Quanti sono stati i Francesco Cossiga, protagonisti della prima e della seconda repubblica italiana? Certamente più di uno. Proviamo ad indicarli. C'è il giovane parlamentare che, da Sassari, approda appena trentenne alla Camera dei deputati e nel 1976 diventa più volte sottosegretario: prima alla riforma burocratica e poi alla Difesa.
Cossiga è in quota alla sinistra di base, ma è abbastanza atipico da non poterlo inserire né tra i lombardi di Marcora e Granelli, né tra i sanniti di De Mita. Ha ottimi rapporti con Aldo Moro ed è uomo di collegamento tra la sinistra Dc e i dorotei. Nel 1976 il futuro presidente della Repubblica approda al Viminale e, dal 1977, diventa Kossiga (con il K). È il primo bersaglio dei cortei e delle manifestazioni della nuova contestazione giovanile. Non quella dei sessantottini, ma quella della nascente autonomia, nella quale, a suo tempo, pescheranno (e tanto) le organizzazioni terroriste del tipo delle Brigate rosse e di Prima linea.
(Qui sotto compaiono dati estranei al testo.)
//! Lifecycle of a WS/SSE connection once it has left plain HTTP (spec.md
//! §3, Upgraded).
//!
//! The spec's `Upgraded` is a manually refcounted node in a doubly-linked
//! global list, visited by the pub loop under a mutex, with a cyclic
//! Con↔Upgraded pointer pair that cleanup must unwind carefully ("cleanup
//! drops exactly one of them, the other is cleared when refcount reaches
//! zero"). `Arc` plus a `Weak` back-pointer gets the same lifecycle for
//! free: the global subscription list and the connection task both hold an
//! `Arc<Upgraded>`; when the last one drops, the object is gone without a
//! hand-rolled refcount. `pending` stays an explicit atomic counter because
//! it isn't a lifetime count — it is back-pressure bookkeeping that
//! `SubCache::publish`/`write` must inspect without taking any lock at all
//! (spec.md §4.8, "Rate limit").
use std::sync::atomic::{AtomicI64, Ordering};
use std::sync::{Arc, RwLock};

use arc_swap::ArcSwapOption;

use crate::hooks::PushHandler;
use crate::pubsub::Pub;
use crate::queue::Sender;
use crate::response::Res;
use crate::text::Text;

/// One subscribable pattern held by an upgraded connection. Stored as
/// owned strings since subjects are few per connection and rarely change
/// after the initial subscribe burst.
pub type Subject = String;

/// The write-side handle a pub loop or push dispatcher uses to deliver a
/// [`Res`] onto the connection that owns this `Upgraded`, without reaching
/// into connection-task internals.
pub struct Upgraded {
    pub cid: u64,
    subjects: RwLock<Vec<Subject>>,
    pending: AtomicI64,
    outbox: Sender<Res>,
    /// The handle back into the pub loop, so a `PushHandler` can subscribe,
    /// unsubscribe, or publish in response to an incoming frame without the
    /// loop exposing `SubCache` itself to application code (spec.md §4.8).
    pub_queue: Sender<Pub>,
    /// The PUSH handler attached at upgrade time (spec.md §4.6 item 3). An
    /// `ArcSwapOption` rather than a plain `RwLock<Option<..>>` since it's
    /// written exactly once, at upgrade, then read on every subsequent
    /// frame/publish from whichever worker task handles it.
    handler: ArcSwapOption<dyn PushHandler>,
}

impl Upgraded {
    pub fn new(cid: u64, outbox: Sender<Res>, pub_queue: Sender<Pub>) -> Self {
        Upgraded {
            cid,
            subjects: RwLock::new(Vec::new()),
            pending: AtomicI64::new(0),
            outbox,
            pub_queue,
            handler: ArcSwapOption::empty(),
        }
    }

    /// Attaches (or clears) the PUSH handler for this connection. Called
    /// once, at the HTTP→WS/SSE upgrade transition in `conn.rs`.
    pub fn set_handler(&self, handler: Option<Arc<dyn PushHandler>>) {
        self.handler.store(handler);
    }

    pub fn handler(&self) -> Option<Arc<dyn PushHandler>> {
        self.handler.load_full()
    }

    /// Adds a subject if it isn't already present (spec.md §4.8:
    /// "add the subject to Upgraded.subjects (dedup by string equality)").
    pub fn add_subject(&self, subject: Subject) {
        let mut subjects = self.subjects.write().unwrap();
        if !subjects.iter().any(|s| *s == subject) {
            subjects.push(subject);
        }
    }

    /// Removes a single subject, or every subject when `subject` is `None`
    /// (spec.md §4.8: "for NULL remove all").
    pub fn remove_subject(&self, subject: Option<&str>) {
        let mut subjects = self.subjects.write().unwrap();
        match subject {
            Some(s) => subjects.retain(|existing| existing != s),
            None => subjects.clear(),
        }
    }

    pub fn subjects(&self) -> Vec<Subject> {
        self.subjects.read().unwrap().clone()
    }

    pub fn pending(&self) -> i64 {
        self.pending.load(Ordering::Acquire)
    }

    pub fn inc_pending(&self) {
        self.pending.fetch_add(1, Ordering::AcqRel);
    }

    pub fn dec_pending(&self) {
        self.pending.fetch_sub(1, Ordering::AcqRel);
    }

    /// Enqueues a response directly on this connection, subject to
    /// `max_push_pending` back-pressure (spec.md §4.8, "Rate limit").
    /// Returns `false` without enqueueing when the cap is hit, exactly the
    /// "the caller observes this as back-pressure" contract.
    pub fn try_write(&self, res: Res, max_push_pending: i64) -> bool {
        if max_push_pending > 0 && self.pending() >= max_push_pending {
            return false;
        }
        match self.outbox.try_push(res) {
            Ok(()) => {
                self.inc_pending();
                true
            }
            Err(_) => false,
        }
    }

    /// Subscribes this connection to `subject` (spec.md §4.8 `pub_sub`).
    /// Counted against `pending` the same as a direct write, since a
    /// subscribe that never reaches the pub loop (queue full/closed) must
    /// not leave the counter incremented forever.
    pub fn subscribe(self: &Arc<Self>, sid: u64, subject: impl Into<String>) {
        self.inc_pending();
        let subject = subject.into();
        if self
            .pub_queue
            .try_push(Pub::Subscribe { key: (self.cid, sid), upgraded: Arc::clone(self), subject })
            .is_err()
        {
            self.dec_pending();
        }
    }

    /// Unsubscribes one subscription (`sid`/`subject` given) or all of this
    /// connection's subscriptions (both `None`) (spec.md §4.8 `pub_unsub`).
    pub fn unsubscribe(&self, sid: Option<u64>, subject: Option<String>) {
        let _ = self.pub_queue.try_push(Pub::Unsubscribe { cid: self.cid, sid, subject });
    }

    /// Publishes `text` to every subscriber of `subject` (spec.md §4.8
    /// `pub_publish`).
    pub fn publish(&self, subject: impl Into<String>, text: Text) {
        let _ = self.pub_queue.try_push(Pub::Publish { subject: subject.into(), text });
    }
}

#[cfg(test)]
mod test {
    use super::*;
    use crate::text::Text;

    fn upgraded() -> Upgraded {
        let (tx, _rx) = crate::queue::bounded(8);
        let (pub_tx, _pub_rx) = crate::queue::bounded(8);
        Upgraded::new(1, tx, pub_tx)
    }

    #[test]
    fn add_subject_dedupes_by_equality() {
        let up = upgraded();
        up.add_subject("a.b".into());
        up.add_subject("a.b".into());
        assert_eq!(up.subjects(), vec!["a.b".to_string()]);
    }

    #[test]
    fn remove_subject_none_clears_all() {
        let up = upgraded();
        up.add_subject("a.b".into());
        up.add_subject("c.d".into());
        up.remove_subject(None);
        assert!(up.subjects().is_empty());
    }

    #[test]
    fn try_write_refuses_once_pending_hits_the_cap() {
        let up = upgraded();
        let res = || Res::Ready(crate::response::Resolved::new(Text::create(b"x"), false));
        assert!(up.try_write(res(), 1));
        assert!(!up.try_write(res(), 1));
        assert_eq!(up.pending(), 1);
    }

    #[test]
    fn try_write_is_unbounded_when_cap_is_zero() {
        let up = upgraded();
        let res = || Res::Ready(crate::response::Resolved::new(Text::create(b"x"), false));
        for _ in 0..5 {
            assert!(up.try_write(res(), 0));
        }
    }
}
Da ministro dell'Interno Cossiga si trova nel 1978 a fronteggiare il dramma della prigionia prima e dell'assassinio poi di Aldo Moro. Ha contro la famiglia dello statista pugliese, la quale vorrebbe la trattativa. Pur travagliato nell'animo, Cossiga difende lo Stato e quindi sceglie e tiene la linea della fermezza, d'intesa con Zaccagnini e il gruppo dirigente della Dc ma anche con il Partito comunista del "cugino" Enrico Berlinguer e soprattutto di Ugo Pecchioli. Ma le cose vanno male: le Br tengono in scacco lo Stato e le indagini prendono sul serio la falsa pista del lago della duchessa ma non riescono ad arrivare per tempo in via Gradoli. Cossiga e il suo governo non trovano neanche un'adeguata e risolutiva collaborazione dai governi alleati. Moro muore assassinato e poco dopo il ministro dell'Interno si dimette. Si comincia anche a dire che Cossiga è uscito a pezzi dalla vicenda. Prende tante pillole. Non sono in molti a pensare che abbia ancora un futuro politico. Invece...
Siamo ai primi di agosto del 1979. Filippo Maria Pandolfi non riesce a formare il governo. Sandro Pertini affida l'incarico a Cossiga, che fa il governo e ottiene la fiducia delle Camere a ridosso di ferragosto. Di governi Cossiga ne farà addirittura due, succedendo a se stesso ma anche a Palazzo Chigi cade anche qualche tegola. C'è il caso Donat-Cattin. Il presidente del Consiglio viene messo in stato d'accusa per aver avvisato Carlo Donat-Cattin che il figlio Marco, latitante e coinvolto in un'azione omicida di Prima Linea, stava per essere arrestato. Il Parlamento archivierà le accuse. Nell'ottobre del 1980 però cade anche il suo secondo governo. Passano tre anni e Cossiga è di nuovo in pista: succede a Tommaso Morlino alla presidenza del Senato. Nel 1985, alla prima votazione, un Parlamento pressoché unanime lo elegge presidente della Repubblica.